Rapid metabolism of glucose detected with FRET glucose nanosensors in epidermal cells and intact roots of Arabidopsis RNA-silencing mutants
- PMID: 16935985
- PMCID: PMC1560921
- DOI: 10.1105/tpc.106.044073
Rapid metabolism of glucose detected with FRET glucose nanosensors in epidermal cells and intact roots of Arabidopsis RNA-silencing mutants
Abstract
Genetically encoded glucose nanosensors have been used to measure steady state glucose levels in mammalian cytosol, nuclei, and endoplasmic reticulum. Unfortunately, the same nanosensors in Arabidopsis thaliana transformants manifested transgene silencing and undetectable fluorescence resonance energy transfer changes. Expressing nanosensors in sgs3 and rdr6 transgene silencing mutants eliminated silencing and resulted in high fluorescence levels. To measure glucose changes over a wide range (nanomolar to millimolar), nanosensors with higher signal-to-noise ratios were expressed in these mutants. Perfusion of leaf epidermis with glucose led to concentration-dependent ratio changes for nanosensors with in vitro K(d) values of 600 microM (FLIPglu-600 microDelta13) and 3.2 mM (FLIPglu-3.2 mDelta13), but one with 170 nM K(d) (FLIPglu-170 nDelta13) showed no response. In intact roots, FLIPglu-3.2 mDelta13 gave no response, whereas FLIPglu-600 microDelta13, FLIPglu-2 microDelta13, and FLIPglu-170 nDelta13 all responded to glucose. These results demonstrate that cytosolic steady state glucose levels depend on external supply in both leaves and roots, but under the conditions tested they are lower in root versus epidermal and guard cells. Without photosynthesis and external supply, cytosolic glucose can decrease to <90 nM in root cells.

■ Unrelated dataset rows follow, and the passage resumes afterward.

//! Mock Transport Implementation for Testing
//!
//! This module provides an in-memory transport that can be used to run links
//! and cyclic drivers without a real peer. The test (or demo) side holds a
//! [`MockPeer`] that talks to the [`MockTransport`] over crossbeam channels.
//!
//! # Features
//!
//! - **Auto-acknowledge**: registration, promotion and publishes are
//!   acknowledged the way a healthy server would (enabled by default)
//! - **Event injection**: arbitrary [`InboundEvent`]s, including aborts
//! - **Failure injection**: make the next register/send/promotion fail
//! - **Nettime control**: the peer sets the nettime the transport reports
//!
//! # Example
//!
//! ```ignore
//! use exsync::transport::MockTransport;
//!
//! let (transport, peer) = MockTransport::new();
//! let mut link = Link::new("BufferFub_0", Box::new(transport));
//! let sample = link.add_channel(ChannelSpec::subscribe("bufferedSample", 4))?;
//! link.connect()?;
//! link.process()?;
//!
//! peer.update(sample, vec![1, 0, 0, 0]);
//! link.process()?;
//! ```

use super::{
    ChannelDescriptor, InboundEvent, SessionHandle, Transport, TransportResult, TransportStats,
};
use crate::error::TransportFault;
use crate::types::{ChannelId, ConnectionState, ErrorCode, SendBufferInfo};
use crossbeam_channel::{unbounded, Receiver, Sender};
use std::collections::VecDeque;
use std::sync::atomic::{AtomicBool, AtomicI32, AtomicU64, Ordering};
use std::sync::Arc;

/// Send buffer slot count reported in acknowledgements
const MOCK_SEND_BUFFER_SIZE: u32 = 32;

/// A payload sent through the mock transport
#[derive(Debug, Clone, PartialEq, Eq)]
pub struct SentFrame {
    pub session: SessionHandle,
    pub channel: ChannelId,
    pub bytes: Vec<u8>,
}

/// A registration seen by the mock transport
#[derive(Debug, Clone, PartialEq, Eq)]
pub struct Registration {
    pub session: SessionHandle,
    pub link_name: String,
    pub channels: Vec<ChannelDescriptor>,
}

/// Failure injection requests from the peer
#[derive(Debug, Clone)]
enum MockControl {
    FailNextRegister(TransportFault),
    FailNextSend(TransportFault),
    FailNextOperational(TransportFault),
}

/// State shared between transport and peer
#[derive(Debug)]
struct MockShared {
    auto_ack: AtomicBool,
    nettime: AtomicI32,
    deregistrations: AtomicU64,
}

/// In-memory transport driven by a [`MockPeer`]
pub struct MockTransport {
    shared: Arc<MockShared>,
    inbound_rx: Receiver<InboundEvent>,
    control_rx: Receiver<MockControl>,
    sent_tx: Sender<SentFrame>,
    registration_tx: Sender<Registration>,
    pending: VecDeque<InboundEvent>,
    session: Option<SessionHandle>,
    next_session: u64,
    fail_register: Option<TransportFault>,
    fail_send: Option<TransportFault>,
    fail_operational: Option<TransportFault>,
    stats: TransportStats,
}

/// Test-side handle of a [`MockTransport`]
#[derive(Clone)]
pub struct MockPeer {
    shared: Arc<MockShared>,
    inbound_tx: Sender<InboundEvent>,
    control_tx: Sender<MockControl>,
    sent_rx: Receiver<SentFrame>,
    registration_rx: Receiver<Registration>,
}

impl MockTransport {
    /// Create a transport and the peer handle that controls it
    pub fn new() -> (Self, MockPeer) {
        let (inbound_tx, inbound_rx) = unbounded();
        let (control_tx, control_rx) = unbounded();
        let (sent_tx, sent_rx) = unbounded();
        let (registration_tx, registration_rx) = unbounded();
        let shared = Arc::new(MockShared {
            auto_ack: AtomicBool::new(true),
            nettime: AtomicI32::new(0),
            deregistrations: AtomicU64::new(0),
        });

        let transport = Self {
            shared: shared.clone(),
            inbound_rx,
            control_rx,
            sent_tx,
            registration_tx,
            pending: VecDeque::new(),
            session: None,
            next_session: 1,
            fail_register: None,
            fail_send: None,
            fail_operational: None,
            stats: TransportStats::default(),
        };

        let peer = MockPeer {
            shared,
            inbound_tx,
            control_tx,
            sent_rx,
            registration_rx,
        };

        (transport, peer)
    }

    /// Send statistics
    pub fn stats(&self) -> &TransportStats {
        &self.stats
    }

    fn auto_ack(&self) -> bool {
        self.shared.auto_ack.load(Ordering::SeqCst)
    }

    /// Apply pending failure-injection requests
    fn process_controls(&mut self) {
        while let Ok(control) = self.control_rx.try_recv() {
            match control {
                MockControl::FailNextRegister(fault) => self.fail_register = Some(fault),
                MockControl::FailNextSend(fault) => self.fail_send = Some(fault),
                MockControl::FailNextOperational(fault) => self.fail_operational = Some(fault),
            }
        }
    }

    fn check_session(&self, session: SessionHandle) -> TransportResult<()> {
        if self.session == Some(session) {
            Ok(())
        } else {
            Err(TransportFault::new(
                ErrorCode::BadLinkHandle,
                format!("{} is not registered", session),
            ))
        }
    }
}

impl Transport for MockTransport {
    fn register(
        &mut self,
        link_name: &str,
        channels: &[ChannelDescriptor],
    ) -> TransportResult<SessionHandle> {
        self.process_controls();
        if let Some(fault) = self.fail_register.take() {
            return Err(fault);
        }
        if let Some(session) = self.session {
            return Err(TransportFault::new(
                ErrorCode::NotAllowed,
                format!("{} is still registered", session),
            ));
        }

        let session = SessionHandle(self.next_session);
        self.next_session += 1;
        self.session = Some(session);
        self.pending.clear();

        let _ = self.registration_tx.send(Registration {
            session,
            link_name: link_name.to_string(),
            channels: channels.to_vec(),
        });

        if self.auto_ack() {
            self.pending.push_back(InboundEvent::LinkStateChanged {
                state: ConnectionState::Connected,
                error: None,
            });
            for descriptor in channels {
                self.pending.push_back(InboundEvent::ChannelStateChanged {
                    channel: descriptor.id,
                    state: ConnectionState::Connected,
                    error: None,
                });
            }
        }

        tracing::debug!("Mock transport registered {} as {}", link_name, session);
        Ok(session)
    }

    fn set_operational(&mut self, session: SessionHandle) -> TransportResult<()> {
        self.process_controls();
        self.check_session(session)?;
        if let Some(fault) = self.fail_operational.take() {
            return Err(fault);
        }

        if self.auto_ack() {
            self.pending.push_back(InboundEvent::LinkStateChanged {
                state: ConnectionState::Operational,
                error: None,
            });
        }
        Ok(())
    }

    fn send(
        &mut self,
        session: SessionHandle,
        channel: ChannelId,
        bytes: &[u8],
    ) -> TransportResult<()> {
        self.process_controls();
        self.check_session(session)?;
        if let Some(fault) = self.fail_send.take() {
            self.stats.record_failure();
            return Err(fault);
        }

        let _ = self.sent_tx.send(SentFrame {
            session,
            channel,
            bytes: bytes.to_vec(),
        });
        self.stats.record_send(bytes.len());

        if self.auto_ack() {
            self.pending.push_back(InboundEvent::ChannelPublishAck {
                channel,
                send_buffer: SendBufferInfo {
                    size: MOCK_SEND_BUFFER_SIZE,
                    free: MOCK_SEND_BUFFER_SIZE - 1,
                    used: 1,
                },
            });
            self.pending.push_back(InboundEvent::ChannelDeliveredAck {
                channel,
                send_buffer: SendBufferInfo {
                    size: MOCK_SEND_BUFFER_SIZE,
                    free: MOCK_SEND_BUFFER_SIZE,
                    used: 0,
                },
            });
        }
        Ok(())
    }

    fn poll(&mut self, session: SessionHandle) -> Vec<InboundEvent> {
        self.process_controls();
        if self.session != Some(session) {
            return Vec::new();
        }

        while let Ok(event) = self.inbound_rx.try_recv() {
            self.pending.push_back(event);
        }
        self.stats.events_polled += self.pending.len() as u64;
        self.pending.drain(..).collect()
    }

    fn deregister(&mut self, session: SessionHandle) {
        if self.session == Some(session) {
            self.session = None;
            self.pending.clear();
            // Events injected for the old session are stale
            while self.inbound_rx.try_recv().is_ok() {}
            self.shared.deregistrations.fetch_add(1, Ordering::SeqCst);
            tracing::debug!("Mock transport deregistered {}", session);
        }
    }

    fn nettime(&self) -> i32 {
        self.shared.nettime.load(Ordering::SeqCst)
    }
}

impl MockPeer {
    /// Enable or disable automatic acknowledgements
    pub fn set_auto_ack(&self, enabled: bool) {
        self.shared.auto_ack.store(enabled, Ordering::SeqCst);
    }

    /// Set the nettime reported by the transport
    pub fn set_nettime(&self, nettime_us: i32) {
        self.shared.nettime.store(nettime_us, Ordering::SeqCst);
    }

    /// Queue an arbitrary inbound event
    pub fn inject(&self, event: InboundEvent) {
        let _ = self.inbound_tx.send(event);
    }

    /// Deliver a new value on a subscribed channel, sent "now"
    pub fn update(&self, channel: ChannelId, bytes: Vec<u8>) {
        let send_nettime = self.shared.nettime.load(Ordering::SeqCst);
        self.update_at(channel, bytes, send_nettime);
    }

    /// Deliver a new value that the producer sent at `send_nettime`
    pub fn update_at(&self, channel: ChannelId, bytes: Vec<u8>, send_nettime: i32) {
        self.inject(InboundEvent::ChannelUpdated {
            channel,
            bytes,
            send_nettime,
        });
    }

    /// Report an unrecoverable link failure
    pub fn abort_link(&self, code: ErrorCode, reason: &str) {
        self.inject(InboundEvent::LinkStateChanged {
            state: ConnectionState::Aborted,
            error: Some(TransportFault::new(code, reason)),
        });
    }

    /// Report an unrecoverable channel failure
    pub fn abort_channel(&self, channel: ChannelId, code: ErrorCode, reason: &str) {
        self.inject(InboundEvent::ChannelStateChanged {
            channel,
            state: ConnectionState::Aborted,
            error: Some(TransportFault::new(code, reason)),
        });
    }

    /// Make the next registration fail
    pub fn fail_next_register(&self, fault: TransportFault) {
        let _ = self.control_tx.send(MockControl::FailNextRegister(fault));
    }

    /// Make the next send fail
    pub fn fail_next_send(&self, fault: TransportFault) {
        let _ = self.control_tx.send(MockControl::FailNextSend(fault));
    }

    /// Make the next promotion request fail
    pub fn fail_next_operational(&self, fault: TransportFault) {
        let _ = self.control_tx.send(MockControl::FailNextOperational(fault));
    }

    /// Drain all frames sent since the last call
    pub fn sent(&self) -> Vec<SentFrame> {
        self.sent_rx.try_iter().collect()
    }

    /// Drain all registrations seen since the last call
    pub fn registrations(&self) -> Vec<Registration> {
        self.registration_rx.try_iter().collect()
    }

    /// Number of sessions released so far
    pub fn deregistrations(&self) -> u64 {
        self.shared.deregistrations.load(Ordering::SeqCst)
    }
}

#[cfg(test)]
mod tests {
    use super::*;
    use crate::types::Direction;

    fn descriptor(index: usize, name: &str) -> ChannelDescriptor {
        ChannelDescriptor {
            id: ChannelId::new(index),
            name: name.to_string(),
            byte_size: 4,
            direction: Direction::Publish,
        }
    }

    #[test]
    fn test_register_auto_acks_in_order() {
        let (mut transport, peer) = MockTransport::new();
        let channels = vec![descriptor(0, "a"), descriptor(1, "b")];
        let session = transport.register("Link_0", &channels).unwrap();

        let events = transport.poll(session);
        assert_eq!(events.len(), 3);
        assert!(matches!(
            events[0],
            InboundEvent::LinkStateChanged {
                state: ConnectionState::Connected,
                ..
            }
        ));
        assert_eq!(events[1].channel(), Some(ChannelId::new(0)));
        assert_eq!(events[2].channel(), Some(ChannelId::new(1)));

        let regs = peer.registrations();
        assert_eq!(regs.len(), 1);
        assert_eq!(regs[0].link_name, "Link_0");
        assert_eq!(regs[0].channels, channels);
    }

    #[test]
    fn test_double_register_rejected() {
        let (mut transport, _peer) = MockTransport::new();
        transport.register("Link_0", &[]).unwrap();
        let fault = transport.register("Link_0", &[]).unwrap_err();
        assert_eq!(fault.code, ErrorCode::NotAllowed);
    }

    #[test]
    fn test_failure_injection() {
        let (mut transport, peer) = MockTransport::new();
        let session = transport.register("Link_0", &[descriptor(0, "a")]).unwrap();

        peer.fail_next_send(TransportFault::new(ErrorCode::SystemSocket, "socket closed"));
        let fault = transport.send(session, ChannelId::new(0), &[1, 2, 3, 4]).unwrap_err();
        assert_eq!(fault.code, ErrorCode::SystemSocket);
        assert_eq!(transport.stats().failed_sends, 1);

        transport.send(session, ChannelId::new(0), &[1, 2, 3, 4]).unwrap();
        assert_eq!(peer.sent().len(), 1);
        assert_eq!(transport.stats().successful_sends, 1);
    }

    #[test]
    fn test_stale_session_gets_nothing() {
        let (mut transport, peer) = MockTransport::new();
        let session = transport.register("Link_0", &[]).unwrap();
        transport.deregister(session);
        peer.update(ChannelId::new(0), vec![0; 4]);

        assert!(transport.poll(session).is_empty());
        assert_eq!(peer.deregistrations(), 1);
        assert!(transport.send(session, ChannelId::new(0), &[0; 4]).is_err());
    }

    #[test]
    fn test_nettime_is_shared() {
        let (transport, peer) = MockTransport::new();
        peer.set_nettime(1_500);
        assert_eq!(transport.nettime(), 1_500);
    }
}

Thus, observed gradients are steeper than expected, and steady state levels do not appear subject to tight homeostatic control. Nanosensor-expressing plants can be used to assess glucose flux differences between cells, invertase-mediated sucrose hydrolysis in vivo, delivery of assimilates to roots, and glucose flux in mutants affected in sugar transport, metabolism, and signaling.